Liodra sedang merapikan beberapa gaun yang baru dikeluarkan dari ruang produksi. Gaun rancangan Sashi Andhara termasuk dalam jajaran top lima belas desainer terbaik di Indonesia. Beruntunglah Liodra mempunyai teman satu profesi yang mau bergabung di butik Liodra Moda.
Brand Liodra Moda sebenarnya belum cukup dikenal, tetapi atas saran Devano, Liodra terus melakukan promosi, menjadi sponsor acara pagelaran busana, dan merangkul Sashi untuk turut bergabung bersamanya. Sashi dan Marcela yang biasa ia panggil Ela adalah dua sahabat terbaik yang dia miliki saat ini.
Liodra terus memandangi gaun cocktail mini dengan nuansa cokelat keemasan yang sangat kaya detail. Model vape dan aksen bordir cloisonne di bagian atas, menambah kesan mewah. Di bagian bawah dan lengan lebarnya diberi tambahan bulu-bulu cukup tebal namun ringan untuk menciptakan kesan seksi. Gaun ini sudah dipesan penyanyi ternama. Perlahan, butik Liodra mulai dikenal di kalangan artis.
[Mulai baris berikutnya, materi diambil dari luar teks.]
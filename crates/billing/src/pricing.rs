//! Unit price resolution with an in-process cache
//!
//! Prices are fetched from Stripe once per process and cached by price ID
//! with no expiry. Price changes roll out on redeploy; instances that raced
//! a change may disagree until then, which is acceptable for a soft cap.

use std::collections::HashMap;
use std::str::FromStr;
use std::sync::RwLock;

use stripe::PriceId;

use crate::client::StripeClient;
use crate::error::{BillingError, BillingResult};

/// Read-through cache of per-unit prices in cents, keyed by price ID
pub struct PriceResolver {
    cache: RwLock<HashMap<String, i64>>,
}

impl PriceResolver {
    pub fn new() -> Self {
        Self {
            cache: RwLock::new(HashMap::new()),
        }
    }

    /// Resolve the per-unit amount in cents for a price
    pub async fn unit_cents(&self, stripe: &StripeClient, price_id: &str) -> BillingResult<i64> {
        if let Some(cents) = self.cached(price_id) {
            return Ok(cents);
        }

        let id = PriceId::from_str(price_id)
            .map_err(|_| BillingError::MissingPrice(price_id.to_string()))?;
        let price = stripe::Price::retrieve(stripe.inner(), &id, &[]).await?;

        let cents = price
            .unit_amount
            .filter(|c| *c > 0)
            .ok_or_else(|| BillingError::PriceUnusable(price_id.to_string()))?;

        self.insert(price_id, cents);
        tracing::debug!(price_id = %price_id, unit_cents = cents, "cached unit price");
        Ok(cents)
    }

    fn cached(&self, price_id: &str) -> Option<i64> {
        let cache = self.cache.read().unwrap_or_else(|e| e.into_inner());
        cache.get(price_id).copied()
    }

    fn insert(&self, price_id: &str, cents: i64) {
        let mut cache = self.cache.write().unwrap_or_else(|e| e.into_inner());
        cache.insert(price_id.to_string(), cents);
    }
}

impl Default for PriceResolver {
    fn default() -> Self {
        Self::new()
    }
}

#[cfg(test)]
mod tests {
    use super::*;

    #[test]
    fn cache_hit_skips_lookup() {
        let resolver = PriceResolver::new();
        assert_eq!(resolver.cached("price_123"), None);
        resolver.insert("price_123", 40);
        assert_eq!(resolver.cached("price_123"), Some(40));
    }

    #[test]
    fn cache_is_keyed_per_price() {
        let resolver = PriceResolver::new();
        resolver.insert("price_a", 40);
        resolver.insert("price_b", 95);
        assert_eq!(resolver.cached("price_a"), Some(40));
        assert_eq!(resolver.cached("price_b"), Some(95));
        assert_eq!(resolver.cached("price_c"), None);
    }
}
"Kenapa kamu lihatin terus gaun itu? Ada yang kurang?" Sashi keheranan melihat Liodra yang terus memandangi gaun mahal itu.
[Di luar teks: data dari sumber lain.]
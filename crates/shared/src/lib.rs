//! Reelkit Shared Types and Utilities
//!
//! This crate contains types and utilities shared across the Reelkit platform.

pub mod db;
pub mod types;

pub use db::*;
pub use types::*;
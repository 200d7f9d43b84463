//! Reelkit API Library
//!
//! HTTP surface for the Reelkit billing service.

pub mod auth;
pub mod config;
pub mod error;
pub mod routes;
pub mod state;

pub use config::Config;
pub use error::{ApiError, ApiResult};
pub use state::AppState;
"Sashi, kalau gaun ini dibikin versi gaun pengantin, menurut kamu bagus enggak?" Liodra bertanya sambil terus mengamati detil gaun yang terlihat sangat indah di matanya.
"Boleh juga, sih, cuma kudu nambahin banyak aksen dan pernik. Kenapa emang? Bentar, jangan bilang kamu mau bikin gaun begini buat nikahan." Mata Sashi membulat sempurna, mencoba menebak sesuatu.
Liodra hanya mengangkat bahunya melihat sahabatnya menatapnya seolah tidak percaya.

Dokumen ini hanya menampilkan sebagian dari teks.